Every line in the data below that has the word "argument" should be returned.

DATA SECTION.
---*---

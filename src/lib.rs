//! Healthcheck for a containerized TCP/UDP forwarding proxy.
//!
//! The proxy itself is a group of socat worker processes managed by an
//! external supervisor; an autoheal-style orchestrator runs this crate's
//! `healthcheck` binary periodically and restarts the container on a
//! non-zero exit. Three independent checks run in sequence, stopping at
//! the first failure:
//!
//! ```text
//! START → [workers] → [resolution]? → [http probe]? → [smtp probe]? → PASS
//! ```
//!
//! - `workers`: snapshot the process table, attribute forwarding workers
//!   to their destination ports, validate counts.
//! - `resolution`: detect whether the upstream genuinely stopped resolving
//!   to the addresses workers dial, or merely rotates addresses behind
//!   load-balancing DNS (which permanently disables the check).
//! - `probe`: one bounded HTTP or SMTP request forced through loopback so
//!   it traverses the local forwarding path.

pub mod config;
pub mod error;
pub mod observability;
pub mod probe;
pub mod resolution;
pub mod runner;
pub mod workers;

pub use config::CheckConfig;
pub use error::CheckFailure;
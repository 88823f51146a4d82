//! Configuration schema definitions.
//!
//! All types derive Serde traits; `Default` impls carry the documented
//! fallback values so a partially-specified environment stays predictable.

use std::net::IpAddr;

use serde::{Deserialize, Serialize};

/// Root configuration for one healthcheck invocation.
#[derive(Debug, Clone, Deserialize, Serialize)]
#[serde(default)]
pub struct CheckConfig {
    /// Upstream name (or address) the forwarding workers dial.
    pub target: String,

    /// Worker-population expectations.
    pub workers: WorkerConfig,

    /// Resolution-stability check settings.
    pub resolution: ResolutionConfig,

    /// HTTP liveness probe settings.
    pub http_probe: HttpProbeConfig,

    /// SMTP liveness probe settings.
    pub smtp_probe: SmtpProbeConfig,
}

impl Default for CheckConfig {
    fn default() -> Self {
        Self {
            target: "localhost".to_string(),
            workers: WorkerConfig::default(),
            resolution: ResolutionConfig::default(),
            http_probe: HttpProbeConfig::default(),
            smtp_probe: SmtpProbeConfig::default(),
        }
    }
}

/// Expected forwarding-worker population.
#[derive(Debug, Clone, Deserialize, Serialize)]
#[serde(default)]
pub struct WorkerConfig {
    /// Forwarded ports, one worker group per port.
    pub ports: Vec<String>,

    /// Maximum concurrent workers per port. One extra worker above this is
    /// tolerated while an old worker drains mid-handover.
    pub max_connections: usize,
}

impl Default for WorkerConfig {
    fn default() -> Self {
        Self {
            ports: Vec::new(),
            max_connections: 1,
        }
    }
}

/// Settings for the upstream-resolution-stability check.
#[derive(Debug, Clone, Deserialize, Serialize, Default)]
#[serde(default)]
pub struct ResolutionConfig {
    /// Enable the check (`PRE_RESOLVE=1`).
    pub enabled: bool,

    /// Nameservers queried for the target, in order.
    pub nameservers: Vec<IpAddr>,
}

/// Settings for the HTTP liveness probe.
#[derive(Debug, Clone, Deserialize, Serialize)]
#[serde(default)]
pub struct HttpProbeConfig {
    /// Enable the probe (`HTTP_HEALTHCHECK=1`).
    pub enabled: bool,

    /// URL template; the literal `$TARGET` is replaced by the target name.
    pub url: String,

    /// Connect and total-operation deadline in milliseconds.
    pub timeout_ms: u64,
}

impl Default for HttpProbeConfig {
    fn default() -> Self {
        Self {
            enabled: false,
            url: "http://localhost/".to_string(),
            timeout_ms: 2000,
        }
    }
}

/// Settings for the SMTP liveness probe.
#[derive(Debug, Clone, Deserialize, Serialize)]
#[serde(default)]
pub struct SmtpProbeConfig {
    /// Enable the probe (`SMTP_HEALTHCHECK=1`).
    pub enabled: bool,

    /// URL template; the literal `$TARGET` is replaced by the target name.
    pub url: String,

    /// Command sent after the server greeting.
    pub command: String,

    /// Connect and total-operation deadline in milliseconds.
    pub timeout_ms: u64,
}

impl Default for SmtpProbeConfig {
    fn default() -> Self {
        Self {
            enabled: false,
            url: "smtp://localhost/".to_string(),
            command: "HELP".to_string(),
            timeout_ms: 2000,
        }
    }
}
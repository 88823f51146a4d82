//! Typed parser for socat connect directives.
//!
//! Workers are launched with a trailing address argument in one of the
//! recognized forms:
//!
//! ```text
//! tcp-connect:<host>:<port>
//! udp-connect:<host>:<port>
//! udp-sendto:<host>:<port>
//! ```
//!
//! socat address options (`,keepalive` etc.) may trail the port and are
//! ignored. Parsing returns a structured result or a clear error instead
//! of slicing strings and hoping.

use std::fmt;
use std::str::FromStr;

use thiserror::Error;

/// Transport of a connect directive.
#[derive(Debug, Clone, Copy, PartialEq, Eq)]
pub enum Transport {
    Tcp,
    Udp,
}

impl fmt::Display for Transport {
    fn fmt(&self, f: &mut fmt::Formatter<'_>) -> fmt::Result {
        match self {
            Transport::Tcp => write!(f, "tcp"),
            Transport::Udp => write!(f, "udp"),
        }
    }
}

/// A parsed connect directive: where a worker sends traffic.
#[derive(Debug, Clone, PartialEq, Eq)]
pub struct ConnectDirective {
    pub transport: Transport,
    pub host: String,
    /// Destination port, kept as the literal string the worker was
    /// configured with.
    pub port: String,
}

/// Reasons an argument is not a usable connect directive.
#[derive(Debug, Clone, PartialEq, Eq, Error)]
pub enum DirectiveError {
    #[error("not a connect directive")]
    NotADirective,

    #[error("missing port in {0:?}")]
    MissingPort(String),

    #[error("invalid port in {0:?}")]
    InvalidPort(String),
}

const PREFIXES: [(&str, Transport); 3] = [
    ("tcp-connect:", Transport::Tcp),
    ("udp-connect:", Transport::Udp),
    ("udp-sendto:", Transport::Udp),
];

impl FromStr for ConnectDirective {
    type Err = DirectiveError;

    fn from_str(arg: &str) -> Result<Self, Self::Err> {
        let (rest, transport) = PREFIXES
            .iter()
            .find_map(|(prefix, transport)| {
                arg.strip_prefix(prefix).map(|rest| (rest, *transport))
            })
            .ok_or(DirectiveError::NotADirective)?;

        // Options like ",keepalive" follow the port.
        let rest = rest.split(',').next().unwrap_or(rest);
        let (host, port) = rest
            .rsplit_once(':')
            .ok_or_else(|| DirectiveError::MissingPort(arg.to_string()))?;
        if host.is_empty() {
            return Err(DirectiveError::MissingPort(arg.to_string()));
        }
        if port.is_empty() || !port.bytes().all(|b| b.is_ascii_digit()) {
            return Err(DirectiveError::InvalidPort(arg.to_string()));
        }

        Ok(Self {
            transport,
            host: host.to_string(),
            port: port.to_string(),
        })
    }
}

/// First parsable connect directive in an argument vector, if any.
pub fn find_directive(argv: &[String]) -> Option<ConnectDirective> {
    argv.iter().find_map(|arg| arg.parse().ok())
}
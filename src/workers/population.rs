//! Worker-population validation and pre-resolved address recovery.

use std::collections::{BTreeMap, BTreeSet};
use std::net::IpAddr;

use crate::error::CheckFailure;
use crate::workers::directive::{self, ConnectDirective};
use crate::workers::snapshot::ProcessRecord;

/// Marker token identifying forwarding-worker processes in a command line.
pub const WORKER_MARKER: &str = "socat";

fn is_forwarding_worker(record: &ProcessRecord) -> bool {
    record.argv.iter().any(|arg| arg.contains(WORKER_MARKER))
}

/// Validate that every forwarded port is served by a sane number of workers.
///
/// Per expected port, `1 ≤ count ≤ max_connections + 1` must hold; the one
/// extra worker covers an old worker draining a request mid-handover.
pub fn check_worker_population(
    snapshot: &[ProcessRecord],
    expected_ports: &[String],
    max_connections: usize,
) -> Result<(), CheckFailure> {
    tracing::info!(
        ports = ?expected_ports,
        max_connections,
        "checking forwarding worker processes"
    );

    // Records with an empty argv are processes that exited between
    // enumeration and inspection; they never match the marker.
    let workers: Vec<&ProcessRecord> = snapshot
        .iter()
        .filter(|record| is_forwarding_worker(record))
        .collect();

    // Below one worker per port, per-port attribution is meaningless.
    if workers.len() < expected_ports.len() {
        return Err(CheckFailure::InsufficientWorkers {
            expected: expected_ports.len(),
            found: workers.len(),
        });
    }

    let mut counts: BTreeMap<&str, usize> = expected_ports
        .iter()
        .map(|port| (port.as_str(), 0usize))
        .collect();
    for worker in &workers {
        let Some(parsed) = directive::find_directive(&worker.argv) else {
            return Err(CheckFailure::UnrecognizedWorker {
                pid: worker.pid,
                argv: worker.argv.clone(),
            });
        };
        match counts.get_mut(parsed.port.as_str()) {
            Some(count) => *count += 1,
            None => tracing::debug!(
                pid = worker.pid,
                port = %parsed.port,
                "ignoring worker for a port outside the configured set"
            ),
        }
    }

    let limit = max_connections + 1;
    for port in expected_ports {
        let count = counts.get(port.as_str()).copied().unwrap_or(0);
        if count == 0 {
            return Err(CheckFailure::MissingWorker { port: port.clone() });
        }
        if count > limit {
            return Err(CheckFailure::TooManyWorkers {
                port: port.clone(),
                count,
                limit,
            });
        }
        tracing::debug!(%port, count, "worker count within bounds");
    }

    Ok(())
}

/// Addresses the workers were actually launched against: every IP-literal
/// host found in a worker connect directive. This is ground truth in use,
/// as opposed to what DNS answers now.
pub fn pre_resolved_addresses(snapshot: &[ProcessRecord]) -> BTreeSet<IpAddr> {
    snapshot
        .iter()
        .filter(|record| is_forwarding_worker(record))
        .filter_map(|record| directive::find_directive(&record.argv))
        .filter_map(|ConnectDirective { host, .. }| host.parse().ok())
        .collect()
}

#[cfg(test)]
mod tests {
    use super::*;

    fn worker(pid: u32, port: &str) -> ProcessRecord {
        worker_to(pid, "10.0.0.5", port)
    }

    fn worker_to(pid: u32, host: &str, port: &str) -> ProcessRecord {
        ProcessRecord {
            pid,
            argv: vec![
                "socat".to_string(),
                format!("tcp-listen:{port},fork,reuseaddr,max-children=5"),
                format!("tcp-connect:{host}:{port}"),
            ],
        }
    }

    fn bystander(pid: u32) -> ProcessRecord {
        ProcessRecord {
            pid,
            argv: vec!["sshd".to_string(), "-D".to_string()],
        }
    }

    fn ports(list: &[&str]) -> Vec<String> {
        list.iter().map(|s| s.to_string()).collect()
    }

    #[test]
    fn test_one_worker_per_port_passes() {
        let snapshot = vec![bystander(1), worker(10, "80"), worker(11, "443")];
        check_worker_population(&snapshot, &ports(&["80", "443"]), 5).unwrap();
    }

    #[test]
    fn test_missing_worker_for_port_fails() {
        let snapshot = vec![worker(10, "80"), worker(11, "80")];
        let err = check_worker_population(&snapshot, &ports(&["80", "443"]), 5).unwrap_err();
        match err {
            CheckFailure::MissingWorker { port } => assert_eq!(port, "443"),
            other => panic!("unexpected failure: {other}"),
        }
    }

    #[test]
    fn test_insufficient_workers_fails_fast() {
        let snapshot = vec![worker(10, "80")];
        let err = check_worker_population(&snapshot, &ports(&["80", "443"]), 5).unwrap_err();
        assert!(matches!(
            err,
            CheckFailure::InsufficientWorkers {
                expected: 2,
                found: 1
            }
        ));
    }

    #[test]
    fn test_handover_boundary_passes() {
        // max_connections + 1 workers: one old worker still draining.
        let snapshot: Vec<_> = (0..3).map(|i| worker(10 + i, "80")).collect();
        check_worker_population(&snapshot, &ports(&["80"]), 2).unwrap();
    }

    #[test]
    fn test_above_handover_boundary_fails() {
        let snapshot: Vec<_> = (0..4).map(|i| worker(10 + i, "80")).collect();
        let err = check_worker_population(&snapshot, &ports(&["80"]), 2).unwrap_err();
        match err {
            CheckFailure::TooManyWorkers { port, count, limit } => {
                assert_eq!(port, "80");
                assert_eq!(count, 4);
                assert_eq!(limit, 3);
            }
            other => panic!("unexpected failure: {other}"),
        }
    }

    #[test]
    fn test_port_flood_reported_for_the_right_port() {
        let mut snapshot = vec![worker(10, "80")];
        snapshot.extend((0..7).map(|i| worker(20 + i, "443")));
        let err = check_worker_population(&snapshot, &ports(&["80", "443"]), 5).unwrap_err();
        match err {
            CheckFailure::TooManyWorkers { port, .. } => assert_eq!(port, "443"),
            other => panic!("unexpected failure: {other}"),
        }
    }

    #[test]
    fn test_vanished_process_is_skipped() {
        let snapshot = vec![
            worker(10, "80"),
            ProcessRecord {
                pid: 11,
                argv: Vec::new(),
            },
        ];
        check_worker_population(&snapshot, &ports(&["80"]), 5).unwrap();
    }

    #[test]
    fn test_worker_for_unexpected_port_is_ignored_in_tally() {
        let snapshot = vec![worker(10, "80"), worker(11, "9999")];
        check_worker_population(&snapshot, &ports(&["80"]), 1).unwrap();
    }

    #[test]
    fn test_unrecognized_worker_command_fails() {
        let snapshot = vec![
            worker(10, "80"),
            ProcessRecord {
                pid: 11,
                argv: vec!["socat".to_string(), "-V".to_string()],
            },
        ];
        let err = check_worker_population(&snapshot, &ports(&["80"]), 5).unwrap_err();
        assert!(matches!(err, CheckFailure::UnrecognizedWorker { pid: 11, .. }));
    }

    #[test]
    fn test_pre_resolved_addresses_collects_ip_literals() {
        let snapshot = vec![
            bystander(1),
            worker_to(10, "10.0.0.5", "80"),
            worker_to(11, "10.0.0.5", "443"),
            worker_to(12, "10.0.0.6", "25"),
            worker_to(13, "upstream.internal", "8080"),
        ];
        let addresses = pre_resolved_addresses(&snapshot);
        assert_eq!(addresses.len(), 2);
        assert!(addresses.contains(&"10.0.0.5".parse().unwrap()));
        assert!(addresses.contains(&"10.0.0.6".parse().unwrap()));
    }
}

---*---

RESULT OF THIS TASK.
//! Workers are launched with a trailing address argument in one of the
/// Reasons an argument is not a usable connect directive.
/// First parsable connect directive in an argument vector, if any.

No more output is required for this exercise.